These Silent Woods: A Novel(30)
I sat and just looked at her, and she must’ve sensed that I was skeptical.
“Come on, Kenny. Let’s give this a try. Take a deep breath in through your nose,” she said. “Then breathe out through your nose. Slowly, gently. Think only about the breathing, nothing else. The breathing is all there is.”
I breathed in, I breathed out. Let me tell you, I felt a little stupid sitting there practicing how to breathe with Dr. Shingler. But it did work, and when my medication ran out, six months into our time in the woods, I remembered that day in her office. The big window, the little electric fountain in the corner that hummed and bubbled, the sound of it supposed to help patients relax, and Dr. Shingler with her blue eyes, telling me to think only of breathing.
Deep breath in, deep breath out.
* * *
Finally, what I smell is earth. Rich, sweet dirt. Grass bent and poking at the side of my mouth. At first I’m not sure where I am. But then the river murmurs close by, and I remember: Finch and me, hunting. The doe and fawn, the girl. I push myself up to sit and look around, but it’s almost dark, the woods a wreckage of shapes and shadows. Everything spins.
My lips are parched and stiff, but I attempt a whip-poor-will. “Finch?”
“Here.” Her voice floats out of the darkness and I see the silhouette of her, huddled close by, tucked next to the King of Trees, the camouflage blanket wrapped tight around her body.
“You all right, sugar?”
She nods, and even in the dark I can tell she’s been crying.
“I’m sorry. How long was it this time?”
“A long time. I’m cold.”
I stand up, legs weak, and then take a few steps to her. I kneel down and pull her small head against my chest. “I’m sorry, Finch.” I apologize, always, because I know it’s hard on her to have to witness it, to have to wait it out. I tousle her hair. “Come on. Let’s get you home. We’ll make some hot chocolate.”
She nods, and we stand and start making our way back to the cabin, stumbling on tufts of cat grass, our pants getting hung up in the brambles. The fact that my feet are numb from cold doesn’t make the trek any easier. I keep the headlamp in the backpack, and we use it to guide our path, but tonight the clouds are thick and the night is unforgivingly dark. Finch holds tight to my hand.
Her jacket gets snagged in a thorn, and we stop. “I get scared when it happens,” she whispers.
“I know. I do, too.” What’s the point in trying to hide it or come up with some line about how there’s nothing to be scared of? Finch always knows the truth, anyway.
“Do you think it’ll happen to me someday?”
I stop then, squat next to her and pull her against me, her long hair cold against my cheek.
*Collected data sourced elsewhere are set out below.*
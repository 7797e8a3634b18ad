//! The capture base embedded in every reconstructible type.
//!
//! An [`ArgCapture`] records how its owner was constructed. It is created
//! either from the raw call the base constructor received, or empty and
//! then normalised once from the owner's locals via
//! [`initialize_from_locals`](ArgCapture::initialize_from_locals).

use crate::error::{BindError, SerializableError};
use crate::signature::ParameterSignature;
use crate::value::{Args, Kwargs, Locals, Value, type_label};
use tracing::{debug, trace};

/// The positional and keyword arguments an instance was constructed with.
#[derive(Debug, Clone, Default, PartialEq)]
pub struct CapturedCall {
    pub positional: Args,
    pub keyword: Kwargs,
}

impl CapturedCall {
    pub fn new(positional: Args, keyword: Kwargs) -> Self {
        Self {
            positional,
            keyword,
        }
    }
}

/// Per-instance record of the constructor call.
///
/// `Default` gives the uninitialised state an instance has when it was
/// allocated without running its constructor.
#[derive(Debug, Clone, Default, PartialEq)]
pub struct ArgCapture {
    call: Option<CapturedCall>,
}

impl ArgCapture {
    /// Capture the raw call as received, without normalisation.
    pub fn new(args: Args, kwargs: Kwargs) -> Self {
        Self {
            call: Some(CapturedCall::new(args, kwargs)),
        }
    }

    /// An empty capture, to be filled by `initialize_from_locals`.
    pub fn uninitialized() -> Self {
        Self::default()
    }

    pub fn is_initialized(&self) -> bool {
        self.call.is_some()
    }

    pub fn call(&self) -> Option<&CapturedCall> {
        self.call.as_ref()
    }

    /// Normalise the owner's locals into a canonical call and record it.
    ///
    /// The first capture wins: calling this on an initialised capture does
    /// nothing. `locals` must hold a value for every declared parameter,
    /// including an array for the positional splat and an object for the
    /// keyword splat when the signature declares them.
    pub fn initialize_from_locals(
        &mut self,
        signature: &ParameterSignature,
        locals: &Locals,
    ) -> Result<(), SerializableError> {
        if self.is_initialized() {
            trace!("capture already initialized; ignoring repeated initialization");
            return Ok(());
        }

        let shape = signature.shape()?;

        let mut args = Args::new();
        for p in &shape.positional {
            args.push(locals.raw(&p.name)?.clone());
        }
        if let Some(slot) = &shape.var_positional {
            match locals.raw(&slot.name)? {
                Value::Array(items) => args.extend(items.iter().cloned()),
                other => {
                    return Err(SerializableError::InvalidLocal {
                        name: slot.name.clone(),
                        reason: format!("expected an array, got {}", type_label(other)),
                    });
                }
            }
        }

        let mut kwargs = Kwargs::new();
        for p in &shape.keyword_only {
            kwargs.insert(p.name.clone(), locals.raw(&p.name)?.clone());
        }
        if let Some(slot) = &shape.var_keyword {
            match locals.raw(&slot.name)? {
                Value::Object(extra) => {
                    for (key, value) in extra {
                        if kwargs.contains_key(key) {
                            return Err(BindError::MultipleValues {
                                name: key.clone(),
                            }
                            .into());
                        }
                        kwargs.insert(key.clone(), value.clone());
                    }
                }
                other => {
                    return Err(SerializableError::InvalidLocal {
                        name: slot.name.clone(),
                        reason: format!("expected an object, got {}", type_label(other)),
                    });
                }
            }
        }

        let (positional, keyword) = signature.bind(args, kwargs)?.into_call();
        debug!(
            positional = positional.len(),
            keyword = keyword.len(),
            "captured constructor call"
        );
        self.call = Some(CapturedCall::new(positional, keyword));
        Ok(())
    }
}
Terrifying, the thought that I could pass any of it on. That Finch could suffer from these very same things, and it would be entirely my fault. Genetics, proximity, influence. “Tough to say, Finch, but I don’t think so. I didn’t always have them. Not until— Well, I never had them until I was a soldier, in a place far away. There were things that happened over there that were hard for me, hard for all of us, and sometimes when you come off a thing like that, your mind and body have a hard time readjusting. Anyhow, that’s how it all started. And since you probably won’t ever be a soldier, I’d say you’ll likely be fine.”
She nods, her face still pressed to mine. I squeeze her hand twice, and we keep on walking.
“How come you never told me?”
“Told you what?”
“That you fought somewhere far away.”
“Aw, I don’t know, Finch. Never came up, I guess.”
“Where were you? Where did you fight?”
“Mostly a place called Afghanistan.”
“What was it like?”
“Brown. Lots of different shades of brown. Light brown, dark brown, green brown, tan. Yellow brown. Dusty brown.”
She giggles. “Cooper.”
When we get home, I light the kerosene lamp in the kitchen and the candle on the trunk. Finch heads straight to the bedroom and gets her notebook and colored pencils. She pulls the chair from the table and starts sketching. Walt Whitman leaps onto her lap and settles in, purring.
I step outside. Pump some water from the well, splash my face, hoping to wash off the fatigue. A screech owl hollers nearby, fluttering in the dark. Other than that, silence, darkness, cold. Inside, I stir the stew on the stove, scraping the sides of the pan. I grab two bowls and ladle us our food, giving Finch a little extra.
“Dinner, sugar.” I set the bowls on the table and nudge the cat. “Off you go, Walt.”
Finch slides her notebook to the side. She has already rendered an image from the woods: the King of Trees, the river, a girl with a blue backpack and long red hair.
FIFTEEN
We eat our stew in the almost-darkness, the light of a candle throwing shadows across the walls, the woodstove purring. My body aches from the panic attack, burdened by a heaviness, and my vision is still blurred a little, slow to return. A headache flares behind my eye sockets, pushing at the temples.
“What do you think she was doing?” Finch asks.
I rise from the table, put the kettle on the stove. “I don’t know, sugar.”
“I mean, why was she there?” She pokes at her stew. “In our woods.”